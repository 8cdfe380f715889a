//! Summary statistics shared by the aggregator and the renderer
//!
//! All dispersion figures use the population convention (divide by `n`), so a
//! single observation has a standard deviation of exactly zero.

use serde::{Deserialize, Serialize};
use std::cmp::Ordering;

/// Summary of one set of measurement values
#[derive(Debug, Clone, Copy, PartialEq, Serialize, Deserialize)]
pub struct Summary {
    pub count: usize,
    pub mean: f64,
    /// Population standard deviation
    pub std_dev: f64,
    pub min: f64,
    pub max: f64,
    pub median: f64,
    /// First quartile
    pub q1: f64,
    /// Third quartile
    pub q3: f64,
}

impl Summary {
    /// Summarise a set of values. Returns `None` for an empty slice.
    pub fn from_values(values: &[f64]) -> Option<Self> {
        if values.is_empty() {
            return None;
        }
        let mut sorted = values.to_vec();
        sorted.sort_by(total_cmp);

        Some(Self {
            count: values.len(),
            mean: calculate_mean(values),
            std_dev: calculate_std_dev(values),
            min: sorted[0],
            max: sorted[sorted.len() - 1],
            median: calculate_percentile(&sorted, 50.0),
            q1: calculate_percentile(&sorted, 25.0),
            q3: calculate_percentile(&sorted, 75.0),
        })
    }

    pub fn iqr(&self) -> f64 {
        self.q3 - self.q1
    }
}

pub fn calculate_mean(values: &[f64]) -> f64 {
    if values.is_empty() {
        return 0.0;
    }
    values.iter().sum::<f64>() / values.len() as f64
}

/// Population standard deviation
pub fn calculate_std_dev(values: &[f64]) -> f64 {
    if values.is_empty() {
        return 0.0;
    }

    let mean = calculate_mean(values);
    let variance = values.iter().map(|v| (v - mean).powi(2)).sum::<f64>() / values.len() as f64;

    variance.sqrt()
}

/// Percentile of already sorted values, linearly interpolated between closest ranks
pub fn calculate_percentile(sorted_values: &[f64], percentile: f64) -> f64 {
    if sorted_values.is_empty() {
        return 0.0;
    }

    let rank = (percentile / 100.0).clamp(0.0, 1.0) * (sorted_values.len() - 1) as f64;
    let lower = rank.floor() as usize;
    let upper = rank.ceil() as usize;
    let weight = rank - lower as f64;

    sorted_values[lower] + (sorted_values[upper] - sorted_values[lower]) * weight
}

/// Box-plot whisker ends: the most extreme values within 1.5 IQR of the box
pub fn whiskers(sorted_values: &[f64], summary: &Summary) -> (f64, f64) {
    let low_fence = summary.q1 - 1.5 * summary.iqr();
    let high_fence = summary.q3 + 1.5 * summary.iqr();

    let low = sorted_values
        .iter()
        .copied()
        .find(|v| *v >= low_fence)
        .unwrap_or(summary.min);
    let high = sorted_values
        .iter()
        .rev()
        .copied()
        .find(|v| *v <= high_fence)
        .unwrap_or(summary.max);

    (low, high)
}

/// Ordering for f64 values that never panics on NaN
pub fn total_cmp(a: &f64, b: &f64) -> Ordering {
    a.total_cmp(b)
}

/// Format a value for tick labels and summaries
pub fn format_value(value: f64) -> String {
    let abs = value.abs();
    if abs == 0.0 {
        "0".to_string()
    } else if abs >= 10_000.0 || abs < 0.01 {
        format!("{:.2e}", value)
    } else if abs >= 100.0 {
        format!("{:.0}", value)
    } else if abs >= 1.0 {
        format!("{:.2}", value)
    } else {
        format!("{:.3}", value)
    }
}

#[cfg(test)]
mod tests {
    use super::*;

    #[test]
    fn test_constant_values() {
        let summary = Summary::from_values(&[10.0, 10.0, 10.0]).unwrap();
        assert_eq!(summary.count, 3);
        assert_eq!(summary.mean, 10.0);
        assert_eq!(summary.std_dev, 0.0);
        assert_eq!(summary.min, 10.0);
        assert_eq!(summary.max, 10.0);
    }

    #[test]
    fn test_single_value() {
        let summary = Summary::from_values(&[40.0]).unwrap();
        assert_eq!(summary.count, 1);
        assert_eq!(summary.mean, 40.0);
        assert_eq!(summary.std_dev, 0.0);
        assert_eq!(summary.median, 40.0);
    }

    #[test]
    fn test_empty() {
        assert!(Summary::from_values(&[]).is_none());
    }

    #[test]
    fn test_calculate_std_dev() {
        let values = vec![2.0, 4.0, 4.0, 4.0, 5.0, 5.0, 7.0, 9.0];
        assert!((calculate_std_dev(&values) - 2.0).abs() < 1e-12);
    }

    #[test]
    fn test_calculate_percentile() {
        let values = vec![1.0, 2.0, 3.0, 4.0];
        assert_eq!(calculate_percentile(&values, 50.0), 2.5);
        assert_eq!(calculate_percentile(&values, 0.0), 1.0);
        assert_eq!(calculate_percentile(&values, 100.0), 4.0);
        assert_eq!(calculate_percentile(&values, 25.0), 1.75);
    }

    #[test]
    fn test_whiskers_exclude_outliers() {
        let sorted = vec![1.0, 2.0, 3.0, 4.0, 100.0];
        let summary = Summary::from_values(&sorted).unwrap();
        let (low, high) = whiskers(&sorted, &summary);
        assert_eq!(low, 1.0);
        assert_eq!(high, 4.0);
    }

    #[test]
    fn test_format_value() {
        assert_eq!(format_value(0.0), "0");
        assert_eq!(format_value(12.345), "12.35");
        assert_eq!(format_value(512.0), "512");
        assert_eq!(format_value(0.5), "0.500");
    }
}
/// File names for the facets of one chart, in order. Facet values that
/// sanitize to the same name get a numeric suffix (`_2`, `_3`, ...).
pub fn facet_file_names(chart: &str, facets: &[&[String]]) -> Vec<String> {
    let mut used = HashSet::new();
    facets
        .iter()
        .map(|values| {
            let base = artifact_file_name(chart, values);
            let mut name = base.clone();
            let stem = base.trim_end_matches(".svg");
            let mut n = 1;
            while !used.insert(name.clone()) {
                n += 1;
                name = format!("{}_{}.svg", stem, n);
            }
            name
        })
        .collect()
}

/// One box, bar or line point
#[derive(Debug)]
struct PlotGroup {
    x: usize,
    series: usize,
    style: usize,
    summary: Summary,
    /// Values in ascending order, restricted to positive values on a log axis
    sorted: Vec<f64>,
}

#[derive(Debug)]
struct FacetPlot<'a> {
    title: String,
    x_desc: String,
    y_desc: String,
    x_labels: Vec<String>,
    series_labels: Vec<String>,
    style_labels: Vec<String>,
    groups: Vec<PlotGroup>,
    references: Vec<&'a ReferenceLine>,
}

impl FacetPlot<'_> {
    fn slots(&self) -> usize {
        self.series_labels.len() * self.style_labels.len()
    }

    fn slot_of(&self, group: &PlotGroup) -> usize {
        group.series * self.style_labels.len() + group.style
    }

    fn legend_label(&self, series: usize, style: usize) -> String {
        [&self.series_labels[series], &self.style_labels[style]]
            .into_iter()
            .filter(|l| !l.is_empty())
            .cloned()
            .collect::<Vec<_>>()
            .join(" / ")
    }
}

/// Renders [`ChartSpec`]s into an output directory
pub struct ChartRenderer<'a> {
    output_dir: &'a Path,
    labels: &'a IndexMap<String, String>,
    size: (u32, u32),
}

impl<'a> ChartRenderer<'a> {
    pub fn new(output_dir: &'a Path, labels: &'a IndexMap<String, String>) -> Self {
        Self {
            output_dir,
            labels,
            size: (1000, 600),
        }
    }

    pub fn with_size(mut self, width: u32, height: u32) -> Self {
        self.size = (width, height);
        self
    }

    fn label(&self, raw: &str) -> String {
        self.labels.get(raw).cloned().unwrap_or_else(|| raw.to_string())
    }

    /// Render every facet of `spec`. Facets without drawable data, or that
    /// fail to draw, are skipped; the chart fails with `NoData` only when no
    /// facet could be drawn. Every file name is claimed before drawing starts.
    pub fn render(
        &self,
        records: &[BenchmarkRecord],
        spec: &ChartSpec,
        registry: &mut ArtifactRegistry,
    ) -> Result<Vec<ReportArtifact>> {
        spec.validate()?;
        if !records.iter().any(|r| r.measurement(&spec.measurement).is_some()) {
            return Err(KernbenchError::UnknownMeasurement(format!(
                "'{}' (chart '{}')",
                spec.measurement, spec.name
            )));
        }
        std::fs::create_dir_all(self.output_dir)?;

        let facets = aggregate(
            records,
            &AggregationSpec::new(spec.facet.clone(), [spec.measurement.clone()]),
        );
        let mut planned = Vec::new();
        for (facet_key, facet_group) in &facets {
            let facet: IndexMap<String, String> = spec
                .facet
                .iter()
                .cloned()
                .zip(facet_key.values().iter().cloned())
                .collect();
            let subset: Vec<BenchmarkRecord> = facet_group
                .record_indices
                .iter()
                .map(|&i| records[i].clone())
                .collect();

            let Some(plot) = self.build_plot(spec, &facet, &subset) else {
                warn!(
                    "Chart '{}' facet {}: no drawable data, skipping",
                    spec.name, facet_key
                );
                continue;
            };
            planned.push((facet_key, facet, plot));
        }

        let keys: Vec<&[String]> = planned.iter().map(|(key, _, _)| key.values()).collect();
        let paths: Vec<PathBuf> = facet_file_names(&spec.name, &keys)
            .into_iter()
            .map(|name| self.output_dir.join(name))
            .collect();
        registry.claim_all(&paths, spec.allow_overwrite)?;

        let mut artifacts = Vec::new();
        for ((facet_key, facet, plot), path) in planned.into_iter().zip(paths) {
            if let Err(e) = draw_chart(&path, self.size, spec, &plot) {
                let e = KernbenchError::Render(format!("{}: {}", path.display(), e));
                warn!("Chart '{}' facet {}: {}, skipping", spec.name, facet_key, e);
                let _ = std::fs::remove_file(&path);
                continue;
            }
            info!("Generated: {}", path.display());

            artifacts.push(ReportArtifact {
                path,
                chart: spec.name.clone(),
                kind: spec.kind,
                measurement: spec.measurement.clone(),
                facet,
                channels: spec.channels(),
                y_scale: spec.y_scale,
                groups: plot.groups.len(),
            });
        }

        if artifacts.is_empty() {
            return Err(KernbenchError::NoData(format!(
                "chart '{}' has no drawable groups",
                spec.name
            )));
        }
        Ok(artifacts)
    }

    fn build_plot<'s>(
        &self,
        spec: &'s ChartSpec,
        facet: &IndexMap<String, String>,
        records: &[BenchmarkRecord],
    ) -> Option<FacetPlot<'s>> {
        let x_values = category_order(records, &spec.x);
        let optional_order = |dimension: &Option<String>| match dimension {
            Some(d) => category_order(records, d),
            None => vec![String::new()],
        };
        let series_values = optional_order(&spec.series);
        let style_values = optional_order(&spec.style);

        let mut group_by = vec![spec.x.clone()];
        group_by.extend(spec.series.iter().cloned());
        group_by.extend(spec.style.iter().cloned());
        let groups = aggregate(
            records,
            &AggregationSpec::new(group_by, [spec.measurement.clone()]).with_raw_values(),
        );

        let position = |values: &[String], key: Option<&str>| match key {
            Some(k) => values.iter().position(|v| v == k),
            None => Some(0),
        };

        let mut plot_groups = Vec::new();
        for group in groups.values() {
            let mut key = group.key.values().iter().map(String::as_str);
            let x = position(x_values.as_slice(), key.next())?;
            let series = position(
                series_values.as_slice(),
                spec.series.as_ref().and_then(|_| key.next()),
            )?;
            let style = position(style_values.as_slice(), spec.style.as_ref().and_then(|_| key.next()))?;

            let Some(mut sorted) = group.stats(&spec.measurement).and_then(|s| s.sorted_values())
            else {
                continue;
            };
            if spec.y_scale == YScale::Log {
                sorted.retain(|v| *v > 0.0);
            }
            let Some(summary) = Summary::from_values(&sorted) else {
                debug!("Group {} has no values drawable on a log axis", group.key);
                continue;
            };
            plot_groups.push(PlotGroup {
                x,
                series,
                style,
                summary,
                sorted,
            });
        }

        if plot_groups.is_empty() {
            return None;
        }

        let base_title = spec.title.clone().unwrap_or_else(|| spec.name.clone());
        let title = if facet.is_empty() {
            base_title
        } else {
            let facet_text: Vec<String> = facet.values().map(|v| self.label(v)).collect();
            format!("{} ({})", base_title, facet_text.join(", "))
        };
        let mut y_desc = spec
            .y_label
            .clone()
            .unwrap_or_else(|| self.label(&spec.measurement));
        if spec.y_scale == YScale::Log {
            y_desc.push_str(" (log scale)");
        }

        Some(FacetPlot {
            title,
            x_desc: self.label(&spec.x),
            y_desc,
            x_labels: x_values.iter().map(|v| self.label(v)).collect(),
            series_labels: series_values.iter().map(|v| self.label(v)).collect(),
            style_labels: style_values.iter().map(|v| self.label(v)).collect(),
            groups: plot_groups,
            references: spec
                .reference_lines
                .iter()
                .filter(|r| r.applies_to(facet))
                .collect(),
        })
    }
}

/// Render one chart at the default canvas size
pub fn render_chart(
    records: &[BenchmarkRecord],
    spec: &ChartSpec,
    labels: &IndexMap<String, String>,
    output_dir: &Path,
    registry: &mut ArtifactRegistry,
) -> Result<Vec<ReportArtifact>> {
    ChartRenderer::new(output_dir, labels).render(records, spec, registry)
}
--
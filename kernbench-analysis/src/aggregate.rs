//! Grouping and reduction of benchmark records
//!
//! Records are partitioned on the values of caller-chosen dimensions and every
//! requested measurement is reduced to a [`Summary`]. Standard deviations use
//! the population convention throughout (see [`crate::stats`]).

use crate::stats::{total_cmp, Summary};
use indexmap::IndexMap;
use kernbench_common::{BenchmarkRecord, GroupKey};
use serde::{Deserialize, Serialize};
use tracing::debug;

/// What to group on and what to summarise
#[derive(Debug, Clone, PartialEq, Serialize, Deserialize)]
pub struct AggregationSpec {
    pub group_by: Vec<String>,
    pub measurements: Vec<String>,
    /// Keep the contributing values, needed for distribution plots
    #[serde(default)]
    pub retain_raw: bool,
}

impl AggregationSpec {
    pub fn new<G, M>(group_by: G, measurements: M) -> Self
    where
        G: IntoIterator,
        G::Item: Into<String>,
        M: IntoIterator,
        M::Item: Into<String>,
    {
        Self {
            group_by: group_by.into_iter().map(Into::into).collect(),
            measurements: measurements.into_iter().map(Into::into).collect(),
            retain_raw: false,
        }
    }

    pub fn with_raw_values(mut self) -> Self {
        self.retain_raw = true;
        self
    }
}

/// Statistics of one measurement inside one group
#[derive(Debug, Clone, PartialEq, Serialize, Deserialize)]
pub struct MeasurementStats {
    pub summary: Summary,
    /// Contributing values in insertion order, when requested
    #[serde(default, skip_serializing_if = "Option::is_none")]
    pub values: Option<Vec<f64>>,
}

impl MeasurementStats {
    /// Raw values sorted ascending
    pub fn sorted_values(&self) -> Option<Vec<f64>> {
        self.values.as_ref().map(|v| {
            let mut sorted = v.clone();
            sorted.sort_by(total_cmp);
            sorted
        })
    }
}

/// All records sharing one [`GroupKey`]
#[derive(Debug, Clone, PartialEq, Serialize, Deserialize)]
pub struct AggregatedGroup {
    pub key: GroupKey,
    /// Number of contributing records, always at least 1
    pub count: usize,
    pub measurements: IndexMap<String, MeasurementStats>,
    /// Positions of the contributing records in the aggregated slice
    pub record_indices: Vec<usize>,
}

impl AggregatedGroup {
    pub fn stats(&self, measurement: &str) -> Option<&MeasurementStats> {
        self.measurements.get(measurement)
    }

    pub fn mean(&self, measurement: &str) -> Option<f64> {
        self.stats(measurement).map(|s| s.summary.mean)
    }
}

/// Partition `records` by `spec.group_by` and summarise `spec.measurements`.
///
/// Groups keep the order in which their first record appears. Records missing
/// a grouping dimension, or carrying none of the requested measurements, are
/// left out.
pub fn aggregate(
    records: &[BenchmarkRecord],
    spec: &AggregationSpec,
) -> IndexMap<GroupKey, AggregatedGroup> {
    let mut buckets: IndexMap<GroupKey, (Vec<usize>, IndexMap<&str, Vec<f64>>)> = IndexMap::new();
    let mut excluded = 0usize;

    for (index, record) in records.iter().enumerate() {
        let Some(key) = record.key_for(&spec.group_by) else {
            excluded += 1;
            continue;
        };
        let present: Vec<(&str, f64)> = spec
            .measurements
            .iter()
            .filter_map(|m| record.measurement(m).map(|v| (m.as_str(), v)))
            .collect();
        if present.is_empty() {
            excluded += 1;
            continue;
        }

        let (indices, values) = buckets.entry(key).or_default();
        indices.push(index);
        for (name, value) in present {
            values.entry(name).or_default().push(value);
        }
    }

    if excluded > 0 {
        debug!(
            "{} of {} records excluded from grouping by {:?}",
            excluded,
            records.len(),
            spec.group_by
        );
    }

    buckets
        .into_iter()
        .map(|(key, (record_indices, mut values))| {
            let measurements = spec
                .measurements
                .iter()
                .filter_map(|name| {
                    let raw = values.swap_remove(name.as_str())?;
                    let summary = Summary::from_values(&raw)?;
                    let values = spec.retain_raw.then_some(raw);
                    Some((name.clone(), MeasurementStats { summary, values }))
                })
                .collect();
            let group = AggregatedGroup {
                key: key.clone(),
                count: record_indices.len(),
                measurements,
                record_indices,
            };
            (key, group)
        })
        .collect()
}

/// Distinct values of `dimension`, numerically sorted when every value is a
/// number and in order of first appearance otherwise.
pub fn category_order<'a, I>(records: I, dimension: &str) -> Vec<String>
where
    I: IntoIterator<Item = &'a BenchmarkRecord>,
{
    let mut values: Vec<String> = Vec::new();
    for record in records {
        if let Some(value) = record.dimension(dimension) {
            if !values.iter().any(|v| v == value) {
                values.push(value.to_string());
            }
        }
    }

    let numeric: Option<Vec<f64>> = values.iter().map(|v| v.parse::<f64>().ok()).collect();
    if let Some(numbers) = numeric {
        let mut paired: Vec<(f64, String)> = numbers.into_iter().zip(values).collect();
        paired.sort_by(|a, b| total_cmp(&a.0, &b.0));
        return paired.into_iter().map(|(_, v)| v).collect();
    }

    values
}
--
▸ REQUIREMENT:
Only a number is wanted here: the count of lines above that hold the word "requested".

▸ OUTPUT:
3